Blockchain is no more a novel concept and is already being used in a wide array of industries, including supply chain management, energy market, utilities, healthcare, and etc. The cryptographic technology has given birth to useful innovations, like decentralisation and trustless networks. However, an important factor that has contributed to its widespread success is the use of tokens – namely security tokens and utility tokens.
Interestingly, these tokens are seen as the million dollar concept today and are used by many start-up ventures around the world as they go for crowdfunding. That said, what exactly are these tokens, what do they mean, what purpose do they serve?
Let us find the answers.
So, what is a Token?
A Token is a unit of value, utility, or an asset issued by a company.
On many occasions, tokens are issued by a company when it is launching an initial coin offering, or ICO as we know it – which is usually somewhat like an IPO but a slight different than the former. In IPO, one receives stock in exchange for his/her investment, whereas in ICO, a token is received for making an investment as part of the exchange.
Types of Tokens
There are primarily two types of tokens, namely Utility tokens and Security tokens.
Utility token: This is the most popular type among the tokens. A utility token is nothing but simply an app coin or user token, which allows future access to the products or services offered by a company. Hence, utility tokens are not meant for an investment.
There are many types of utility tokens available but investors should be aware of some projects that try to pretend to be as utility token; however, in reality they are not one. And as almost all utility tokens are limited in supply, many teams try to endorse it like an investment option due to demand and supply, thinking that value of the token will certainly rise if the app gets popular. But these days, such strategies are always on the watch list of the SEC.

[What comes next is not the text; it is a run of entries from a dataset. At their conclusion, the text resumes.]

//! Geography reference data
//!
//! Cities generate demand, locations (airports) host gates and serve as
//! route endpoints. Both are read-only lookups for the simulation core.

use serde::{Deserialize, Serialize};
use std::collections::BTreeMap;

/// Mean Earth radius used for great-circle distances
pub const EARTH_RADIUS_KM: f64 = 6371.0;

/// Latitude/longitude in degrees
#[derive(Debug, Clone, Copy, PartialEq, Serialize, Deserialize)]
pub struct Coordinates {
    pub lat: f64,
    pub lon: f64,
}

impl Coordinates {
    pub fn new(lat: f64, lon: f64) -> Self {
        Self { lat, lon }
    }

    /// Haversine distance in kilometres
    ///
    /// # Example
    /// ```
    /// use airline_simulator_core_rs::catalog::Coordinates;
    ///
    /// let a = Coordinates::new(0.0, 0.0);
    /// let b = Coordinates::new(0.0, 1.0);
    /// assert!((a.distance_km(&b) - 111.19).abs() < 0.1);
    /// ```
    pub fn distance_km(&self, other: &Coordinates) -> f64 {
        let lat1 = self.lat.to_radians();
        let lat2 = other.lat.to_radians();
        let dlat = (other.lat - self.lat).to_radians();
        let dlon = (other.lon - self.lon).to_radians();

        let a = (dlat / 2.0).sin().powi(2) + lat1.cos() * lat2.cos() * (dlon / 2.0).sin().powi(2);
        let c = 2.0 * a.sqrt().atan2((1.0 - a).sqrt());
        EARTH_RADIUS_KM * c
    }
}

/// A population centre that generates passenger demand
#[derive(Debug, Clone, PartialEq, Serialize, Deserialize)]
pub struct City {
    pub id: String,
    pub name: String,
    pub country: String,
    pub population: u64,
    pub coordinates: Coordinates,
}

/// An airport: route endpoint and gate host
#[derive(Debug, Clone, PartialEq, Serialize, Deserialize)]
pub struct Location {
    pub id: String,
    pub name: String,
    pub city_id: String,
    pub country: String,
    pub coordinates: Coordinates,

    /// Multiplier applied to a vehicle type's base turn time here
    pub turn_time_modifier: f64,

    /// Operating window as (open_hour, close_hour), close may be 24
    pub operating_hours: (u32, u32),
}

/// Read-only geography lookups consumed by the core
pub trait Geography {
    fn location(&self, id: &str) -> Option<&Location>;

    fn city(&self, id: &str) -> Option<&City>;

    fn cities(&self) -> Vec<&City>;

    fn locations(&self) -> Vec<&Location>;

    /// City served by a location
    fn city_of_location(&self, location_id: &str) -> Option<&City> {
        self.location(location_id)
            .and_then(|loc| self.city(&loc.city_id))
    }

    /// Great-circle distance between two locations
    fn distance_km(&self, from_location: &str, to_location: &str) -> Option<f64> {
        let a = self.location(from_location)?;
        let b = self.location(to_location)?;
        Some(a.coordinates.distance_km(&b.coordinates))
    }
}

/// Geography backed by configuration data
///
/// BTreeMaps keep iteration order stable, which demand sampling relies on.
#[derive(Debug, Clone, Default, Serialize, Deserialize)]
pub struct GeographyCatalog {
    cities: BTreeMap<String, City>,
    locations: BTreeMap<String, Location>,
}

impl GeographyCatalog {
    pub fn new(cities: Vec<City>, locations: Vec<Location>) -> Self {
        Self {
            cities: cities.into_iter().map(|c| (c.id.clone(), c)).collect(),
            locations: locations.into_iter().map(|l| (l.id.clone(), l)).collect(),
        }
    }
}

impl Geography for GeographyCatalog {
    fn location(&self, id: &str) -> Option<&Location> {
        self.locations.get(id)
    }

    fn city(&self, id: &str) -> Option<&City> {
        self.cities.get(id)
    }

    fn cities(&self) -> Vec<&City> {
        self.cities.values().collect()
    }

    fn locations(&self) -> Vec<&Location> {
        self.locations.values().collect()
    }
}
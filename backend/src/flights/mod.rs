//! Flight Engine
//!
//! Advances every live flight by one simulated hour. Boarding is
//! edge-triggered off phase transitions:
//!
//! ```text
//! cycle start (0%)          → board outbound  route origin → destination city
//! first step into DestTurn  → board return    route destination → origin city
//! progress ≥ 100%           → snapshot cycle, wear vehicle, start next cycle
//!                             (carrying the excess) and board outbound again
//! ```
//!
//! # Unavailable vehicles
//!
//! A flight whose vehicle is not operational (maintenance) is frozen:
//! phase, progress and passengers stay untouched and it resumes exactly
//! where it stopped once the vehicle returns. Each transition emits one
//! `FlightPaused` / `FlightResumed` event.
//!
//! # Critical Invariants
//!
//! 1. **Exactly-once boarding**: each leg boards once per cycle
//! 2. **No idle gap**: a completed cycle restarts within the same tick
//! 3. **Capacity**: a pickup never exceeds the vehicle capacity

use crate::core::SimTimestamp;
use crate::models::event::{Event, EventLog};
use crate::models::flight::{CompletedFlight, Flight, FlightTiming, Leg};
use crate::models::state::SimulationState;
use tracing::debug;

/// Where in simulated time the engine is running
#[derive(Debug, Clone, Copy)]
pub struct FlightClock {
    pub tick: usize,
    pub day: usize,
    pub timestamp: SimTimestamp,
}

/// Aggregate outcome of one engine step
#[derive(Debug, Clone, Default, PartialEq)]
pub struct FlightTickResult {
    pub flights_advanced: usize,
    pub flights_paused: usize,
    pub passengers_boarded: u64,
    pub revenue_accrued: i64,
    pub cycles_completed: usize,
}

/// Outcome of a single pickup
#[derive(Debug, Clone, Copy, PartialEq)]
pub struct Boarding {
    pub passengers: u32,
    pub revenue: i64,
}

/// Put a vehicle's flight on a route and board its first outbound leg
pub fn start_flight(
    state: &mut SimulationState,
    route_id: &str,
    vehicle_id: &str,
    timing: FlightTiming,
    capacity: u32,
    clock: FlightClock,
    events: &mut EventLog,
) -> Boarding {
    debug_assert!(
        !state.flights.contains_key(vehicle_id),
        "vehicle {} already has a flight",
        vehicle_id
    );
    state.flights.insert(
        vehicle_id.to_string(),
        Flight::new(
            route_id.to_string(),
            vehicle_id.to_string(),
            timing,
            capacity,
            clock.tick,
        ),
    );
    board_leg(state, vehicle_id, Leg::Outbound, clock, events)
}

/// Pick up waiting passengers for one leg of a vehicle's flight
///
/// Amount = min(waiting for the od-pair, capacity). Revenue goes to the
/// route's lifetime total and the same-day consolidation buffer.
pub fn board_leg(
    state: &mut SimulationState,
    vehicle_id: &str,
    leg: Leg,
    clock: FlightClock,
    events: &mut EventLog,
) -> Boarding {
    let none = Boarding {
        passengers: 0,
        revenue: 0,
    };
    let Some(flight) = state.flights.get_mut(vehicle_id) else {
        return none;
    };
    let Some(route) = state.routes.get_mut(flight.route_id()) else {
        debug_assert!(false, "flight on unknown route {}", flight.route_id());
        return none;
    };

    let (departure_id, destination_city_id) = match leg {
        Leg::Outbound => (route.origin_id(), route.destination_city_id()),
        Leg::Return => (route.destination_id(), route.origin_city_id()),
    };
    let passengers = state.demand.pickup(
        departure_id,
        destination_city_id,
        flight.capacity(),
        clock.day,
    );
    let revenue = passengers as i64 * route.price_per_passenger();

    flight.board(leg, passengers, revenue);
    route.record_revenue(revenue);
    state.revenue_buffer.add(
        route.id(),
        route.code(),
        leg,
        vehicle_id,
        passengers,
        revenue,
    );

    if passengers > 0 {
        events.log(Event::PassengersBoarded {
            tick: clock.tick,
            route_id: route.id().to_string(),
            vehicle_id: vehicle_id.to_string(),
            leg: leg.as_str().to_string(),
            passengers,
            revenue,
        });
    }

    Boarding {
        passengers,
        revenue,
    }
}

/// Snapshot a finished cycle, wear the vehicle and start the next cycle
fn complete_cycle(
    state: &mut SimulationState,
    vehicle_id: &str,
    clock: FlightClock,
    events: &mut EventLog,
) -> Boarding {
    let Some(flight) = state.flights.get_mut(vehicle_id) else {
        return Boarding {
            passengers: 0,
            revenue: 0,
        };
    };

    let record = CompletedFlight::from_flight(flight, clock.tick, clock.day, clock.timestamp);
    flight.begin_next_cycle(clock.tick);

    if let Err(e) = state
        .fleet
        .record_flight_hours(vehicle_id, record.round_trip_hours)
    {
        debug_assert!(false, "flight hours for {}: {}", vehicle_id, e);
    }
    if let Some(route) = state.routes.get_mut(&record.route_id) {
        route.record_cycle(record.load_factor);
    }

    events.log(Event::FlightCycleCompleted {
        tick: clock.tick,
        route_id: record.route_id.clone(),
        vehicle_id: vehicle_id.to_string(),
        passengers: record.outbound_passengers + record.return_passengers,
        load_factor: record.load_factor,
        revenue: record.revenue,
    });
    state.completed_flights.push(record);

    board_leg(state, vehicle_id, Leg::Outbound, clock, events)
}

/// Advance every live flight by one hour
pub fn advance_flights(
    state: &mut SimulationState,
    clock: FlightClock,
    events: &mut EventLog,
) -> FlightTickResult {
    let mut result = FlightTickResult::default();
    let vehicle_ids: Vec<String> = state.flights.keys().cloned().collect();

    for vehicle_id in vehicle_ids {
        let operational = state
            .fleet
            .vehicle(&vehicle_id)
            .map_or(false, |v| v.is_operational());

        let Some(flight) = state.flights.get_mut(&vehicle_id) else {
            continue;
        };
        let route_id = flight.route_id().to_string();

        // Freeze while the vehicle is unavailable
        if !operational {
            if !flight.is_paused() {
                flight.pause(clock.tick);
                events.log(Event::FlightPaused {
                    tick: clock.tick,
                    route_id,
                    vehicle_id: vehicle_id.clone(),
                });
            }
            result.flights_paused += 1;
            continue;
        }

        if let Some(paused_ticks) = flight.resume(clock.tick) {
            events.log(Event::FlightResumed {
                tick: clock.tick,
                route_id,
                vehicle_id: vehicle_id.clone(),
                paused_ticks,
            });
        }

        let step = flight.advance_hour();
        result.flights_advanced += 1;

        if step.reached_destination() {
            let boarding = board_leg(state, &vehicle_id, Leg::Return, clock, events);
            result.passengers_boarded += boarding.passengers as u64;
            result.revenue_accrued += boarding.revenue;
        }

        if step.completed_cycle {
            let boarding = complete_cycle(state, &vehicle_id, clock, events);
            result.passengers_boarded += boarding.passengers as u64;
            result.revenue_accrued += boarding.revenue;
            result.cycles_completed += 1;
        }
    }

    debug!(
        tick = clock.tick,
        advanced = result.flights_advanced,
        paused = result.flights_paused,
        boarded = result.passengers_boarded,
        "flights advanced"
    );
    result
}

#[cfg(test)]
mod tests {
    use super::*;
    use crate::catalog::VehicleType;
    use crate::ledger::Ledger;
    use crate::models::fleet::{Fleet, FleetConfig, Vehicle};
    use crate::models::flight::FlightPhase;
    use crate::models::route::Route;

    fn state() -> SimulationState {
        let vtype = VehicleType {
            id: "T1".to_string(),
            name: "Test".to_string(),
            capacity: 100,
            range_km: 5000.0,
            speed_kmh: 800.0,
            base_turn_time_hours: 1.5,
            tonnage: 40.0,
            reliability: 1.0,
        };
        let mut fleet = Fleet::new(
            vec![vtype],
            vec![Vehicle::new("V1".to_string(), "T1".to_string())],
            &FleetConfig::default(),
        );
        fleet.assign("V1", "route_0001").unwrap();

        let mut s = SimulationState::new(fleet, Ledger::new(0));
        s.routes.insert(
            "route_0001".to_string(),
            Route::new(
                "route_0001".to_string(),
                "AAA".to_string(),
                "BBB".to_string(),
                "CA".to_string(),
                "CB".to_string(),
                1000.0,
                1.8,
                100,
                0,
            ),
        );
        s
    }

    fn clock(tick: usize) -> FlightClock {
        FlightClock {
            tick,
            day: tick / 24,
            timestamp: SimTimestamp::from_tick(tick),
        }
    }

    fn timing() -> FlightTiming {
        FlightTiming::compute(1000.0, 800.0, 1.5, 1.0, 1.0)
    }

    #[test]
    fn test_start_flight_boards_outbound() {
        let mut s = state();
        s.demand.add("AAA", "CB", 150, 0);
        let mut log = EventLog::new();

        let boarding = start_flight(&mut s, "route_0001", "V1", timing(), 100, clock(0), &mut log);

        assert_eq!(boarding.passengers, 100);
        assert_eq!(boarding.revenue, 10_000);
        assert_eq!(s.demand.waiting("AAA", "CB"), 50);
        assert_eq!(s.routes["route_0001"].total_revenue(), 10_000);
        assert_eq!(s.revenue_buffer.pending_revenue(), 10_000);
    }

    #[test]
    fn test_return_leg_boards_exactly_once_per_cycle() {
        let mut s = state();
        s.demand.add("BBB", "CA", 1_000, 0);
        let mut log = EventLog::new();
        start_flight(&mut s, "route_0001", "V1", timing(), 100, clock(0), &mut log);

        // 6.6h round trip: within the first 6 hours the return leg boards once
        for tick in 1..=6 {
            advance_flights(&mut s, clock(tick), &mut log);
        }
        assert_eq!(s.demand.waiting("BBB", "CA"), 900);
        assert_eq!(log.events_of_type("PassengersBoarded").len(), 1);
        assert_eq!(s.flights["V1"].phase(), FlightPhase::Return);
    }

    #[test]
    fn test_cycle_completion_restarts_without_gap() {
        let mut s = state();
        let mut log = EventLog::new();
        start_flight(&mut s, "route_0001", "V1", timing(), 100, clock(0), &mut log);

        let mut completed = 0;
        for tick in 1..=7 {
            completed += advance_flights(&mut s, clock(tick), &mut log).cycles_completed;
        }

        assert_eq!(completed, 1);
        assert_eq!(s.completed_flights.len(), 1);
        let flight = &s.flights["V1"];
        assert_eq!(flight.cycles_completed(), 1);
        // 7 × (100 / 6.6) − 100 of excess carried over
        assert!(flight.progress() > 0.0 && flight.progress() < 100.0 / 6.6 + 1e-9);
        assert!((s.fleet.vehicle("V1").unwrap().flight_hours() - 6.6).abs() < 1e-9);
        assert_eq!(s.routes["route_0001"].total_flights(), 1);
    }

    #[test]
    fn test_maintenance_freezes_and_resumes() {
        let mut s = state();
        let mut log = EventLog::new();
        start_flight(&mut s, "route_0001", "V1", timing(), 100, clock(0), &mut log);
        advance_flights(&mut s, clock(1), &mut log);
        let frozen_progress = s.flights["V1"].progress();

        s.fleet.begin_maintenance("V1", None).unwrap();
        for tick in 2..5 {
            let r = advance_flights(&mut s, clock(tick), &mut log);
            assert_eq!(r.flights_paused, 1);
        }
        assert_eq!(s.flights["V1"].progress(), frozen_progress);
        assert_eq!(log.events_of_type("FlightPaused").len(), 1);

        s.fleet.end_maintenance("V1").unwrap();
        advance_flights(&mut s, clock(5), &mut log);
        assert!(s.flights["V1"].progress() > frozen_progress);
        assert!(!s.flights["V1"].is_paused());

        let resumed = log.events_of_type("FlightResumed");
        assert_eq!(resumed.len(), 1);
        assert!(matches!(resumed[0], Event::FlightResumed { paused_ticks: 3, .. }));
    }
}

Hence, it is imperative for one to be careful and have complete understanding about the economics and utility before investing in a token sale or ICO.
Filecoin, Sia and Ether are some of the examples of pure utility tokens.
Security token: A Security token functions like a traditional security asset, which represents a stake in the wealth created by third parties and acquires their value from the party’s gain or loss. It is subject to federal laws that govern securities and compliance failure may lead to severe consequences, including heavy fines and hurdles in a project development.
Alternatively, if a start-up upholds all the regulatory requirements, then security tokens can offer a wide range of applications, including the ability to offer tokens as a digital representation of shares of a company’s stock.
For instance, security token trading platform tZERO, a portfolio company of digital retailer Overstock, conducted an ICO to sponsor the creation of a licensed security token trading platform. The tZERO tokens were issued in accordance with the SEC regulations.
The difference between Utility token and Security token
The main difference between the aforementioned tokens depends on their use and functionality.
Security tokens are created as investments and the token holders are accountable to receive dividends in the form of additional coins every time the company issuing tokens earns a profit in the market.
Moreover, security token holders also become owners of the company. Blockchain can be used as a platform to create a voting system, allowing investors to exercise control on the company’s decision-making process.
On the contrary, utility tokens do not give their holders the right or ability to control to make any decision in a company. These tokens only allow users to interact with a company’s services.
Both of these tokens can increase in value if their prices increase in the market, and as they both earn some amount of profit, many are still confused to distinguish between them.
The Howey Test
The Howey Test can help classify if a crypto is a security token or not. This test was created by the Supreme Court to ascertain if certain transactions qualify as “investment contracts”. If it is so, then under the Securities Act of 1933 and the Securities Exchange Act of 1934, such transactions are considered securities, and therefore are subject to certain disclosure and registration requirements.
The test can determine whether a security exists when all the four elements given below exist:
- Investment of money
- In a common enterprise
- With an expectation of profits
- From the efforts of others
Hope this article has helped the readers understand the differences between the utility token and security token.